Apple belatedly looks to refocus on podcasts
The podcasting industry was shaken up this week with the announcement that JRE is moving exclusively to Spotify and it looks like it has caught Apple’s attention.
May 22, 2020
The podcasting industry was shaken up this week with the announcement that JRE is moving exclusively to Spotify and it looks like it has caught Apple’s attention.
Bloomberg reports that Apple is looking to increase its investment in original podcasts, as well as buying existing ones, to augment its nascent Apple TV+ service. While its easy to view this as a classic case of shutting the stable door after the horse has bolted, Apple seems to view podcasts as either a by-product of video content or as material that could then be adapted to video.
Apple effectively invented the podcast format, which derives its name from the pioneering iPod digital audio player, but the pre-eminence of iTunes as a podcasting platform is under serious threat thanks to this recent development. You have to assume Joe Rogan (pictured) spoke to Apple before recently committing to Spotify, so it would be fascinating to know what led him to ultimately reject it.
If hearsay from Rogan’s friend Alex Jones is to be believed, the straw that broke the camel’s back was supplied by the podcast’s other main publishing platform, YouTube. In an article that seems to have since been taken down, Summit News claimed Rogan told Jones it was YouTube’s censorship of alternative views on the coronavirus pandemic that pushed him over the edge.
According to the piece, YouTube has been actively excluding popular content from its trending lists, including some of Rogan’s biggest. On top of that, YouTube has been taking down some videos from doctors and other experts that challenge the conventional narrative on things like COVID-19 pathology and the desirability of keeping society locked down. Rogan’s move is characterised in the piece as ‘a direct strike against the culture of censorship’.
We don’t know why that piece is no longer available, but it seems unlikely that Jones would have fabricated his conversation with Rogan, even if he is often inclined towards hyperbole. Our best guess is that Rogan either didn’t intend his views to be made public or regretted it once they were, and therefore asked for the story to be taken down. The publisher, Paul Joseph Watson, has close ties to Alex Jones and both of them were banned by Facebook a year ago for being ‘dangerous’.

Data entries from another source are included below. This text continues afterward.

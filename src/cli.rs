use clap::Parser;

use crate::{config::ApiConfig, models::Credentials, utils::version};

#[derive(Parser, Debug)]
#[command(author, version = version(), about)]
pub struct Cli {
  #[arg(short, long, value_name = "FLOAT", help = "Tick rate, i.e. number of ticks per second", default_value_t = 4.0)]
  pub tick_rate: f64,

  #[arg(
    short('r'),
    long,
    value_name = "FLOAT",
    help = "Frame rate, i.e. number of frames per second",
    default_value_t = 30.0
  )]
  pub frame_rate: f64,

  // Backend options
  #[arg(
    short('a'),
    long = "api-url",
    value_name = "URL",
    help = "Base URL of the compareflow API (overrides the config file)"
  )]
  pub api_url: Option<String>,

  #[arg(
    long = "token",
    value_name = "TOKEN",
    env = "COMPAREFLOW_TOKEN",
    hide_env_values = true,
    help = "Resume a session with an existing access token"
  )]
  pub token: Option<String>,

  #[arg(short('U'), long = "username", value_name = "USERNAME", help = "Sign in as this user before the interface starts")]
  pub username: Option<String>,
}

impl Cli {
  /// Config file values with command line overrides applied.
  pub fn api_config(&self, base: &ApiConfig) -> ApiConfig {
    let mut config = base.clone();
    if let Some(url) = self.api_url.as_deref().map(str::trim).filter(|url| !url.is_empty()) {
      config.base_url = url.to_string();
    }
    config
  }

  /// Token passed on the command line or through the environment, if any.
  pub fn session_token(&self) -> Option<String> {
    self.token.as_deref().map(str::trim).filter(|token| !token.is_empty()).map(String::from)
  }

  /// Credentials for `--username`, prompting for the password on the terminal.
  pub fn credentials(&self) -> Option<Credentials> {
    let username = self.username.as_deref().map(str::trim).filter(|name| !name.is_empty())?;
    eprintln!("Password required for user '{username}'");
    let password = Self::prompt_password_with_paste_support();
    Some(Credentials { username: username.to_string(), password })
  }

  /// Prompt for password with better paste support
  pub fn prompt_password_with_paste_support() -> String {
    use dialoguer::Password;

    // dialoguer handles paste better than rpassword
    match Password::new().with_prompt("Password").allow_empty_password(false).interact() {
      Ok(password) => password,
      Err(_) => {
        eprintln!("Primary password input failed, trying fallback...");
        eprintln!("Tip: Use Ctrl+Shift+V or right-click to paste in most terminals");

        rpassword::prompt_password("Password (fallback): ").unwrap_or_else(|_| {
          eprintln!("All password input methods failed. Sign in from the login screen instead.");
          String::new()
        })
      },
    }
  }
}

Back to Apple, the podcasting industry will be hoping Spotify’s move will lead to the kind of spending arms race and bidding war for talent that has characterised the video streaming industry for some time. Not only do podcasts like JRE attract massive audiences, they cost next to nothing to produce. The only catch is that the best ones are completely uncensored and thus risky for prudish publishers. Perhaps that’s ultimately what pushed Rogan away from Apple.